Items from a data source
+ + + + +
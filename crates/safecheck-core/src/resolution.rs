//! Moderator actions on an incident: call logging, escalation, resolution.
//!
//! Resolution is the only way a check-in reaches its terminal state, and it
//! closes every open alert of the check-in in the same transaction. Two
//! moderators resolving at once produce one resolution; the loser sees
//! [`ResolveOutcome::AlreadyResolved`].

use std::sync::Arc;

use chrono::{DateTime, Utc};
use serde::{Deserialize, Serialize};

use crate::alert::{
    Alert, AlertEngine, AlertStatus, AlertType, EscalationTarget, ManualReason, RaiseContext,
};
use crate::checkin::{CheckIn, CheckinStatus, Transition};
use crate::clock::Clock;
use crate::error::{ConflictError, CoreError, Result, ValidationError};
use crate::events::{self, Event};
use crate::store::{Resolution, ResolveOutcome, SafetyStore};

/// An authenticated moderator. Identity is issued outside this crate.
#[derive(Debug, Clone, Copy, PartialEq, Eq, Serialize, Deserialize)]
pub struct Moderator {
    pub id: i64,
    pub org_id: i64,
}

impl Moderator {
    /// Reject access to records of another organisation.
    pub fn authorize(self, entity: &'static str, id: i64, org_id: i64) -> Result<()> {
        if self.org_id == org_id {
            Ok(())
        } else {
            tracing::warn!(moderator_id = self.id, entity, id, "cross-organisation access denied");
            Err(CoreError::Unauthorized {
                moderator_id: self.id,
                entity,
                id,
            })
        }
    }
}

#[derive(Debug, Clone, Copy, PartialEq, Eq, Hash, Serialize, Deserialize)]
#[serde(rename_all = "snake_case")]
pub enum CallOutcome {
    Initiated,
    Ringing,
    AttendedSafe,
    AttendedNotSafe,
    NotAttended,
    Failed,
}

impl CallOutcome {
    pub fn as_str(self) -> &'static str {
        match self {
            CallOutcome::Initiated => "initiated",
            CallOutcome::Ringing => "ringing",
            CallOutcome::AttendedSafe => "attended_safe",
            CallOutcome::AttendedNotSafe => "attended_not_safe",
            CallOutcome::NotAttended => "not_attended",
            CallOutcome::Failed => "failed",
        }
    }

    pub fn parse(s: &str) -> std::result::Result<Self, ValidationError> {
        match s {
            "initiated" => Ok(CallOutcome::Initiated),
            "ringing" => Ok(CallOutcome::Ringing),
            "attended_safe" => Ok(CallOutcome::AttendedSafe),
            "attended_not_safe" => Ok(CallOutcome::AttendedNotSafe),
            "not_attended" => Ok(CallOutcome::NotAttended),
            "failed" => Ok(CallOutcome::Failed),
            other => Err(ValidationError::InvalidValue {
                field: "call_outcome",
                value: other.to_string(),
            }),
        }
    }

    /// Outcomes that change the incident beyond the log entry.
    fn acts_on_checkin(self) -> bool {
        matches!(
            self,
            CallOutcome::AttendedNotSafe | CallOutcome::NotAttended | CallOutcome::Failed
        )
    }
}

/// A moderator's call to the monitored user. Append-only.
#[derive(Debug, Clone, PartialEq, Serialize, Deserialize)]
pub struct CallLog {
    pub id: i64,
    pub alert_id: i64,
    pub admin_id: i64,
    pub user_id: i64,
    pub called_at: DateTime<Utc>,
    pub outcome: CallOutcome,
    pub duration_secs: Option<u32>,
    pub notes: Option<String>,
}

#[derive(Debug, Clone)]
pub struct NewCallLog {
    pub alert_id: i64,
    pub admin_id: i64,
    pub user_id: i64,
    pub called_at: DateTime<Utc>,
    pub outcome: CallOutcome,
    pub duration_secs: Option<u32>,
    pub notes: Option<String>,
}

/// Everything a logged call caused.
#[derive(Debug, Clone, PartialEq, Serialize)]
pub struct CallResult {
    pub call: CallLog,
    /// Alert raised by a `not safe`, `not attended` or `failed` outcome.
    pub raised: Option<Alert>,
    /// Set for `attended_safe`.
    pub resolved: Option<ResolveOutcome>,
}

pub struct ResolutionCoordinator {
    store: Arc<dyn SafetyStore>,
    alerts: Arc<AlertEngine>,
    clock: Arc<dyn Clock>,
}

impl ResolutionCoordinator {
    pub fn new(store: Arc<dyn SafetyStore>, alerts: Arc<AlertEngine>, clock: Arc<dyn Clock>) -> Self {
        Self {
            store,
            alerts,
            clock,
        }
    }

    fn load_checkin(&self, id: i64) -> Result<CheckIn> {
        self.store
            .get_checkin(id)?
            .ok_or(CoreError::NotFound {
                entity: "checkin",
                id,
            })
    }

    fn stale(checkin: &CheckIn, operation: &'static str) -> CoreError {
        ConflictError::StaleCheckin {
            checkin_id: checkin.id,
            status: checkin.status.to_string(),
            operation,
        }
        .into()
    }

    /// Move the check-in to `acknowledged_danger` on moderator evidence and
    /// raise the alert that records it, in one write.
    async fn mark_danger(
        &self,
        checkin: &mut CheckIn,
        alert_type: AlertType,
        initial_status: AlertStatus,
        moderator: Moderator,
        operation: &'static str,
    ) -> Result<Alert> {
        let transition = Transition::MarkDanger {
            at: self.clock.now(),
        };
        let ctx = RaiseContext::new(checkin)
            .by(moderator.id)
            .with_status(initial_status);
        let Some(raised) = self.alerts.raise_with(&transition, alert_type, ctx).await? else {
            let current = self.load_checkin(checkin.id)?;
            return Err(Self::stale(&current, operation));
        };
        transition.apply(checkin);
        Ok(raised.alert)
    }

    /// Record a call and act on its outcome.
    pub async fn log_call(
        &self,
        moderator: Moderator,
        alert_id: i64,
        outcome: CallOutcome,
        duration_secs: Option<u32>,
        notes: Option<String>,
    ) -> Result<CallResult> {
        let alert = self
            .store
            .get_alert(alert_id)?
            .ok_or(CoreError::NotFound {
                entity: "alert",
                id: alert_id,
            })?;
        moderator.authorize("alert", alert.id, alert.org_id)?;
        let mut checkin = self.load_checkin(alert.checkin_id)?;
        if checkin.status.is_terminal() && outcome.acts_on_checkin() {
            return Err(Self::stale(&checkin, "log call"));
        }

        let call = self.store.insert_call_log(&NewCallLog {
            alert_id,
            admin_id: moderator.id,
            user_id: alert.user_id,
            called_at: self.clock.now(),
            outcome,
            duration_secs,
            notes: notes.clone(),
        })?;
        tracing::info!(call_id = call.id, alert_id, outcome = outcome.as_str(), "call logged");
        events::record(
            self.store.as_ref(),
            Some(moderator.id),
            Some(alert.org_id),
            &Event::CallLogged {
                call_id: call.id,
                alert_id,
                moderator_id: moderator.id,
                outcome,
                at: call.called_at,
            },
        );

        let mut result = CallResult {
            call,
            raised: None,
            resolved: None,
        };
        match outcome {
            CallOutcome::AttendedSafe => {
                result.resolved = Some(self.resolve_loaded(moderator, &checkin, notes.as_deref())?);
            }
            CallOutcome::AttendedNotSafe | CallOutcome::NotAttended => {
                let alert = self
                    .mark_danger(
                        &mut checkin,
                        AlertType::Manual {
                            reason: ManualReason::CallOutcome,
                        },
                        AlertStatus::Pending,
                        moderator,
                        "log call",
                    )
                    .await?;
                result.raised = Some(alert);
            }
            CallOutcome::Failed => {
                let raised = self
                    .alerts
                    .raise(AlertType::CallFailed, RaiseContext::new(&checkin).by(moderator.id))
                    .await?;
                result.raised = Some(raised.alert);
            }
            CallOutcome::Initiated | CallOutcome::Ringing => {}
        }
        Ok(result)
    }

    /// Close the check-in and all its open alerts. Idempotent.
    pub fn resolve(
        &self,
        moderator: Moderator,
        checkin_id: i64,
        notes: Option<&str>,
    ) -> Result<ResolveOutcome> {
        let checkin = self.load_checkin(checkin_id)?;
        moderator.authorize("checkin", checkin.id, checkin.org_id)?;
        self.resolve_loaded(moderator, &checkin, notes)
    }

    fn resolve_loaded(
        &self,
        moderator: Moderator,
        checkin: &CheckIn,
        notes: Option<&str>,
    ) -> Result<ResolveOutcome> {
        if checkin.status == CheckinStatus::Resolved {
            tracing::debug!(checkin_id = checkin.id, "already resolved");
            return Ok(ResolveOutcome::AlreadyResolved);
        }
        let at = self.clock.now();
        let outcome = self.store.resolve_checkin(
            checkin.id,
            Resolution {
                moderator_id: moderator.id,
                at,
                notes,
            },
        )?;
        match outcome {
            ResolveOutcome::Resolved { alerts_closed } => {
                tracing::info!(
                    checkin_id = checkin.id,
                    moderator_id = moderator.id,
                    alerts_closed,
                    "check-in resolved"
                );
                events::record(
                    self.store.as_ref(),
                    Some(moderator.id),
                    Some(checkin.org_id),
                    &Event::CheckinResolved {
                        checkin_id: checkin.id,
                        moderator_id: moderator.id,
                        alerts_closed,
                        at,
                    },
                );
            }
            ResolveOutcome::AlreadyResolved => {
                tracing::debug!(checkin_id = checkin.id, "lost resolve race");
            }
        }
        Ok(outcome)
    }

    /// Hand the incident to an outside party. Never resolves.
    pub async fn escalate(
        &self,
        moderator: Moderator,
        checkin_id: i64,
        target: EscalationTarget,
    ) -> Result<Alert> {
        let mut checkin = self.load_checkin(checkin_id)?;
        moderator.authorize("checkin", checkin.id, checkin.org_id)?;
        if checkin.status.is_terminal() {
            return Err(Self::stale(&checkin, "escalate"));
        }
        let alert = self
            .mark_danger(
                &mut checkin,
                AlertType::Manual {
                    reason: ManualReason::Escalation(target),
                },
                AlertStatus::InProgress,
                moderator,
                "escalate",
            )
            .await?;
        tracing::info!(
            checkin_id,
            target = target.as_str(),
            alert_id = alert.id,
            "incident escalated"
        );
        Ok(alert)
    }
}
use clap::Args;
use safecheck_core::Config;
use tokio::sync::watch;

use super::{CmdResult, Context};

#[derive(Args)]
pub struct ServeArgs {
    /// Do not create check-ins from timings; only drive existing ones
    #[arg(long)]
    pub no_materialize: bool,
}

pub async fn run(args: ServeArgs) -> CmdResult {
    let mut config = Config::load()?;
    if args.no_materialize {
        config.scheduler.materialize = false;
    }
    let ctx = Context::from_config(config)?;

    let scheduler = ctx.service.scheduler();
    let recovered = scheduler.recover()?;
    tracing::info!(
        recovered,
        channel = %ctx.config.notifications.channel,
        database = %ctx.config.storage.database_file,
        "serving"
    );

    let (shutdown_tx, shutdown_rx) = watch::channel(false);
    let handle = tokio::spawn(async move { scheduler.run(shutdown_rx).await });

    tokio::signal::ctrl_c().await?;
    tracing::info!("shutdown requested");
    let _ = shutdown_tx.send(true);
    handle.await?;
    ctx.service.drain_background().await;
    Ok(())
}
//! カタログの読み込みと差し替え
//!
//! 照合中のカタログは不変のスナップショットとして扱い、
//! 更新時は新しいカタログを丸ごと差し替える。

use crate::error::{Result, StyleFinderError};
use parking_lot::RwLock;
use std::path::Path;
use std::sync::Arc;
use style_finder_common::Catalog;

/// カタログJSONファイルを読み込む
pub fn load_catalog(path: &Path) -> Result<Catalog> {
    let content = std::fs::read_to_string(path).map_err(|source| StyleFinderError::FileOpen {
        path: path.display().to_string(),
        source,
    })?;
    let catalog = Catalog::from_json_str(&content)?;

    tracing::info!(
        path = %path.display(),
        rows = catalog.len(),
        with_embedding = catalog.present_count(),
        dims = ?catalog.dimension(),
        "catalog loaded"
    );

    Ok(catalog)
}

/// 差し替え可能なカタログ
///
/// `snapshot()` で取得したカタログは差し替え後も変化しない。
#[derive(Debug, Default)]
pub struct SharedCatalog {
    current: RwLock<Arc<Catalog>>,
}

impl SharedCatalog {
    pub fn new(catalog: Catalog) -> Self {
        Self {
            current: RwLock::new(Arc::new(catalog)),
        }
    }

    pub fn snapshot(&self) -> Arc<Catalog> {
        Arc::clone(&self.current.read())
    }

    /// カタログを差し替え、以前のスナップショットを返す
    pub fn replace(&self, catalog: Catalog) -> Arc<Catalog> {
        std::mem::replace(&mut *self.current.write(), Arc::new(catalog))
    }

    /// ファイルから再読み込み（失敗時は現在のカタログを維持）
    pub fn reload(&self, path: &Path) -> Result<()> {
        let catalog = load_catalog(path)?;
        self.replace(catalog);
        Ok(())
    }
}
+ + + + +
_Exercise aim_
Lines from the beginning of the data above through the line containing "the loser sees" are to be returned exactly, and no others.

_Exercise response_
filename crates/safecheck-core/src/resolution.rs
//! Moderator actions on an incident: call logging, escalation, resolution.
//!
//! Resolution is the only way a check-in reaches its terminal state, and it
//! closes every open alert of the check-in in the same transaction. Two
//! moderators resolving at once produce one resolution; the loser sees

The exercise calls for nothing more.